Наверное, я не отправлю это письмо, нашпигованное бледной риторикой, дабы не вогнать в зевоту мою юную подружку, а может, отправлю, не перечитывая. Тогда уж ты не обессудь. Обещаю в следующем послании рассказать тебе несколько уморительных историй, которые непременно доведут тебя до смеховых колик и вылечат от неизвестной болезни. Больше всего на свете я хотел бы, чтобы ты приехала ко мне в гости и мы бы погуляли с тобой по моим заветным местечкам. Я мог бы показать тебе медвежью берлогу, в которой год назад поселился местный алкоголик Петруша, мой давний приятель. Раньше, когда он жил в городе и работал в домоуправлении, мы с ним частенько встречались. Я собирался писать с него аллегорическую фигуру первопроходца для районного Дома культуры. Петруша славный человек, но как-то незаметно спился на почве систематических подношений благодарных клиентов, да еще родные дети подали на него в суд за злостное уклонение от алиментов (дети от первой жены), и вот он удалился в своего рода схиму и живет теперь в берлоге неизвестно на какие доходы. Самоунижение, как известно, паче гордости. Думаешь, я так нескладно шучу? Приезжай, сама увидишь. У нас тут в провинции много таких зрелищ, какие вам в Москве и не снились. Жду письма!
Т. О. Кременцов».
Письмо седьмое. «Дорогой мой наставник! Я все понимаю, о чем вы говорите между строк. Не надо только постоянно ссылаться на возраст. Он тут ни при чем, и разве вы старый? Побольше бы таких старичков в нашу армию, в десантные войска. Вы нарочно прикидываетесь старичком, чтобы смутить покой юной, тридцатилетней девицы, только и видевшей в жизни горя что замужество.
Милый Тимофей Олегович, пишите, пишите свои воспоминания, пусть обрывками — это так прекрасно! И так умно. Признаться, я тоже в девичестве, как многие, вела дневник. Одна тетрадка сохранилась. Перечитала недавно — какое убожество. Ни одной мысли, ни одного искреннего чувства — оголтелое самолюбование, в каждом слове — претензия, вот, мол, какая я тонкая штучка, какие нюансы улавливаю. А уж слог-то, слог! Точно корова по стенке хвостом водила. Вам, как художнику, такое сравнение должно быть особенно понятно. Я расстроилась — как трудно писать правду, еще труднее, чем ее говорить. Что забавно, возьмись я сейчас заново за дневник — получится то же самое: дамские манерные выкрутасы.

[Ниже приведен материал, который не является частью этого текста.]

// Camera side of the scanner: the driver contract, the session-owned handle that shares the
// driver with the decode worker, framing geometry, and the nokhwa-backed webcam driver.

use std::sync::atomic::{AtomicBool, Ordering};
use std::sync::{Arc, Mutex, MutexGuard, PoisonError, RwLock};
use std::thread::{self, JoinHandle};

use crossbeam_channel::{Sender, bounded, unbounded};
use log::{debug, info, warn};

use crate::error::CameraError;
use crate::types::{FrameBuffer, Rect, Surface};

// Bring in nokhwa types for camera control.
use nokhwa::{
    Camera,
    pixel_format::RgbFormat,
    utils::{CameraFormat, CameraIndex, FrameFormat, RequestedFormat, RequestedFormatType, Resolution},
};

// `image` resizes device frames that don't match the surface.
use image::imageops::{self, FilterType};

const MIN_FRAME_WIDTH: u32 = 240;
const MIN_FRAME_HEIGHT: u32 = 240;
const MAX_FRAME_WIDTH: u32 = 480;
const MAX_FRAME_HEIGHT: u32 = 360;

/// Where the scan target sits on a surface: 3/4 of each axis, clamped, centered.
/// Visual: the clear window inside the dark mask.
pub fn framing_rect_for(surface: Surface) -> Option<Rect> {
    if surface.width == 0 || surface.height == 0 {
        return None;
    }
    let width = (surface.width * 3 / 4)
        .clamp(MIN_FRAME_WIDTH, MAX_FRAME_WIDTH)
        .min(surface.width);
    let height = (surface.height * 3 / 4)
        .clamp(MIN_FRAME_HEIGHT, MAX_FRAME_HEIGHT)
        .min(surface.height);
    let left = ((surface.width - width) / 2) as i32;
    let top = ((surface.height - height) / 2) as i32;
    Some(Rect::new(left, top, left + width as i32, top + height as i32))
}

/// What the session needs from a camera.
pub trait CameraDriver: Send {
    /// Acquire the device and start streaming at the surface size.
    fn open(&mut self, surface: Surface) -> Result<(), CameraError>;
    /// Stop streaming and release the device. No-op when closed.
    fn close(&mut self);
    fn is_open(&self) -> bool;
    /// The scan target in surface pixels; None until opened.
    fn framing_rect(&self) -> Option<Rect>;
    /// Block until the next frame (0x00RRGGBB, surface-sized) is available.
    fn grab_frame(&mut self) -> Result<FrameBuffer, CameraError>;
}

/// The session's exclusive handle on its camera.
///
/// The decode worker gets a clone to pull frames; the UI thread only reads the published
/// framing rect and latest preview, so it never waits on a frame grab.
#[derive(Clone)]
pub struct CameraHandle {
    driver: Arc<Mutex<Box<dyn CameraDriver>>>,
    framing: Arc<RwLock<Option<Rect>>>,
    preview: Arc<Mutex<Option<FrameBuffer>>>,
    open: Arc<AtomicBool>,
}

impl CameraHandle {
    pub fn new(driver: Box<dyn CameraDriver>) -> Self {
        Self {
            driver: Arc::new(Mutex::new(driver)),
            framing: Arc::new(RwLock::new(None)),
            preview: Arc::new(Mutex::new(None)),
            open: Arc::new(AtomicBool::new(false)),
        }
    }

    fn driver(&self) -> MutexGuard<'_, Box<dyn CameraDriver>> {
        self.driver.lock().unwrap_or_else(PoisonError::into_inner)
    }

    pub fn open(&self, surface: Surface) -> Result<(), CameraError> {
        let mut driver = self.driver();
        if !driver.is_open() {
            driver.open(surface)?;
        }
        *self.framing.write().unwrap_or_else(PoisonError::into_inner) = driver.framing_rect();
        self.open.store(true, Ordering::SeqCst);
        Ok(())
    }

    /// Release the device. Safe to call whether or not `open` succeeded.
    pub fn close(&self) {
        self.driver().close();
        *self.framing.write().unwrap_or_else(PoisonError::into_inner) = None;
        *self.preview.lock().unwrap_or_else(PoisonError::into_inner) = None;
        self.open.store(false, Ordering::SeqCst);
    }

    pub fn is_open(&self) -> bool {
        self.open.load(Ordering::SeqCst)
    }

    pub fn framing_rect(&self) -> Option<Rect> {
        *self.framing.read().unwrap_or_else(PoisonError::into_inner)
    }

    /// Pull a frame for decoding; it also becomes the latest preview.
    pub fn grab_frame(&self) -> Result<FrameBuffer, CameraError> {
        if !self.is_open() {
            return Err(CameraError::NotOpen);
        }
        let frame = self.driver().grab_frame()?;
        *self.preview.lock().unwrap_or_else(PoisonError::into_inner) = Some(frame.clone());
        Ok(frame)
    }

    /// Copy the latest preview into `dst` if the sizes match.
    /// Visual: the live camera picture under the overlay.
    pub fn copy_preview_into(&self, dst: &mut FrameBuffer) -> bool {
        let preview = self.preview.lock().unwrap_or_else(PoisonError::into_inner);
        match preview.as_ref() {
            Some(p) if p.width == dst.width && p.height == dst.height => {
                dst.pixels.copy_from_slice(&p.pixels);
                true
            }
            _ => false,
        }
    }
}

/// Camera permission gate checked once when the screen is created.
pub trait PermissionCheck {
    fn camera_permitted(&self) -> bool;
}

/// Asks the platform backend (AVFoundation prompts; V4L2/MSMF always allow).
pub struct SystemPermission;

impl PermissionCheck for SystemPermission {
    fn camera_permitted(&self) -> bool {
        nokhwa::nokhwa_check()
    }
}

/* ------------------------------ nokhwa webcam driver ------------------------------ */

enum CameraCommand {
    Grab(Sender<Result<FrameBuffer, CameraError>>),
    Close,
}

/// Webcam driver. The nokhwa camera isn't Send, so it lives on its own "camera" thread
/// for as long as the driver is open; this struct only holds the command channel.
pub struct NokhwaDriver {
    index: u32,
    commands: Option<Sender<CameraCommand>>,
    thread: Option<JoinHandle<()>>,
    framing: Option<Rect>,
}

impl NokhwaDriver {
    pub fn new(index: u32) -> Self {
        Self { index, commands: None, thread: None, framing: None }
    }
}

impl CameraDriver for NokhwaDriver {
    fn open(&mut self, surface: Surface) -> Result<(), CameraError> {
        if self.commands.is_some() {
            return Ok(());
        }

        let (tx, rx) = unbounded::<CameraCommand>();
        let (ready_tx, ready_rx) = bounded::<Result<(u32, u32), CameraError>>(1);
        let index = self.index;

        let thread = thread::Builder::new()
            .name("camera".to_string())
            .spawn(move || {
                let mut cam = match CameraCapture::new(index, surface.width, surface.height) {
                    Ok(cam) => {
                        let _ = ready_tx.send(Ok(cam.resolution()));
                        cam
                    }
                    Err(e) => {
                        let _ = ready_tx.send(Err(e));
                        return;
                    }
                };
                while let Ok(cmd) = rx.recv() {
                    match cmd {
                        CameraCommand::Grab(reply) => {
                            let _ = reply.send(cam.next_frame(surface.width, surface.height));
                        }
                        CameraCommand::Close => break,
                    }
                }
                cam.shutdown();
            })
            .map_err(|e| CameraError::Runtime(format!("Spawn camera thread: {e}")))?;

        match ready_rx.recv() {
            Ok(Ok((w, h))) => {
                info!("camera {index} streaming at {w}x{h}, surface {}x{}", surface.width, surface.height);
                self.commands = Some(tx);
                self.thread = Some(thread);
                self.framing = framing_rect_for(surface);
                Ok(())
            }
            Ok(Err(e)) => {
                let _ = thread.join();
                Err(e)
            }
            Err(_) => {
                let _ = thread.join();
                Err(CameraError::Runtime("camera thread exited during open".to_string()))
            }
        }
    }

    fn close(&mut self) {
        if let Some(tx) = self.commands.take() {
            let _ = tx.send(CameraCommand::Close);
        }
        if let Some(thread) = self.thread.take() {
            if thread.join().is_err() {
                warn!("camera thread panicked");
            }
            debug!("camera {} closed", self.index);
        }
        self.framing = None;
    }

    fn is_open(&self) -> bool {
        self.commands.is_some()
    }

    fn framing_rect(&self) -> Option<Rect> {
        self.framing
    }

    fn grab_frame(&mut self) -> Result<FrameBuffer, CameraError> {
        let tx = self.commands.as_ref().ok_or(CameraError::NotOpen)?;
        let (reply_tx, reply_rx) = bounded(1);
        tx.send(CameraCommand::Grab(reply_tx))
            .map_err(|_| CameraError::Runtime("camera thread is gone".to_string()))?;
        reply_rx
            .recv()
            .map_err(|_| CameraError::Runtime("camera thread dropped the frame request".to_string()))?
    }
}

impl Drop for NokhwaDriver {
    fn drop(&mut self) {
        self.close();
    }
}

// A small wrapper around nokhwa::Camera; only ever touched on the camera thread.
struct CameraCapture {
    cam: Camera,
    width: u32,
    height: u32,
}

impl CameraCapture {
    /// Open camera `index` near the requested resolution and start streaming.
    fn new(index: u32, width: u32, height: u32) -> Result<Self, CameraError> {
        let idx = CameraIndex::Index(index);

        let fmt = CameraFormat::new(
            Resolution::new(width, height),
            FrameFormat::YUYV, // uncompressed; cheap to convert to RGB
            30,                // target FPS
        );
        let req = RequestedFormat::new::<RgbFormat>(RequestedFormatType::Closest(fmt));

        // Creating the device fails if nothing is plugged in or it's busy.
        let mut cam = Camera::new(idx, req)
            .map_err(|e| CameraError::Io(format!("Create camera: {e}")))?;

        cam.open_stream()
            .map_err(|e| CameraError::Runtime(format!("Open stream: {e}")))?;

        // The actual stream might choose a slightly different resolution.
        let actual = cam.resolution();

        Ok(Self { cam, width: actual.width(), height: actual.height() })
    }

    /// Grab one frame as 0x00RRGGBB pixels, resized to `target_w` x `target_h` if needed.
    fn next_frame(&mut self, target_w: u32, target_h: u32) -> Result<FrameBuffer, CameraError> {
        let frame = self
            .cam
            .frame()
            .map_err(|e| CameraError::Runtime(format!("Fetch frame: {e}")))?;

        let mut rgb_img = frame
            .decode_image::<RgbFormat>()
            .map_err(|e| CameraError::Runtime(format!("Decode RGB: {e}")))?;

        if rgb_img.dimensions() != (target_w, target_h) {
            rgb_img = imageops::resize(&rgb_img, target_w, target_h, FilterType::Triangle);
        }

        let (w, h) = rgb_img.dimensions();
        let mut out = Vec::with_capacity((w as usize) * (h as usize));
        for pixel in rgb_img.pixels() {
            let r = pixel[0] as u32;
            let g = pixel[1] as u32;
            let b = pixel[2] as u32;
            out.push((r << 16) | (g << 8) | b);
        }

        Ok(FrameBuffer { width: w as usize, height: h as usize, pixels: out })
    }

    fn resolution(&self) -> (u32, u32) {
        (self.width, self.height)
    }

    fn shutdown(&mut self) {
        if let Err(e) = self.cam.stop_stream() {
            warn!("Stop stream: {e}");
        }
    }
}

#[cfg(test)]
mod tests {
    use super::*;

    #[test]
    fn framing_rect_is_centered_and_clamped() {
        let r = framing_rect_for(Surface { width: 640, height: 480 }).unwrap();
        assert_eq!(r, Rect::new(80, 60, 560, 420));

        let big = framing_rect_for(Surface { width: 1920, height: 1080 }).unwrap();
        assert_eq!((big.width(), big.height()), (480, 360));
        assert_eq!(big.left, (1920 - 480) / 2);
    }

    #[test]
    fn framing_rect_never_exceeds_small_surfaces() {
        let r = framing_rect_for(Surface { width: 200, height: 100 }).unwrap();
        assert_eq!(r, Rect::new(0, 0, 200, 100));
        assert!(framing_rect_for(Surface { width: 0, height: 100 }).is_none());
    }
}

Да что там далеко ходить — вот же мои письма перед вами. Верчусь на месте, пританцовываю, пытаюсь остроумничать, а до главного, до того, что хочу сказать, что мне необходимо сказать хоть одному человеку, никак не могу добраться.
Мой бедный муж исстрадался, на меня глядючи. Он никак не поймет, что за напасть ему выпала. Он ищет во мне тепла и радости, а натыкается на равнодушие, еле прикрытое фальшивыми улыбками и объятиями, злится, ревнует и скоро, наверное, возненавидит меня лютой ненавистью. Я обманула его, не обманывая. Он отравился мной, отплевывается, но продолжает жевать, интеллигентски рассуждая, что все наше неустройство оттого, что у него, дурачка, слабый желудок. Мне правда известна, но я боюсь открыть ему ее. Он заподозрит какую-то хитрость с моей стороны и ничего не поймет. Я из тех, кто приносит несчастье не изменой, не подлостью, а одним своим присутствием. Я сама боюсь этой правды, потому что из нее нет выхода. От любой правды можно сбежать, кроме этой. Да и куда бежать? К вам в Н.? Чтобы ваше и мое одиночество, помноженные друг на друга, вылились во что-то фантасмагорическое?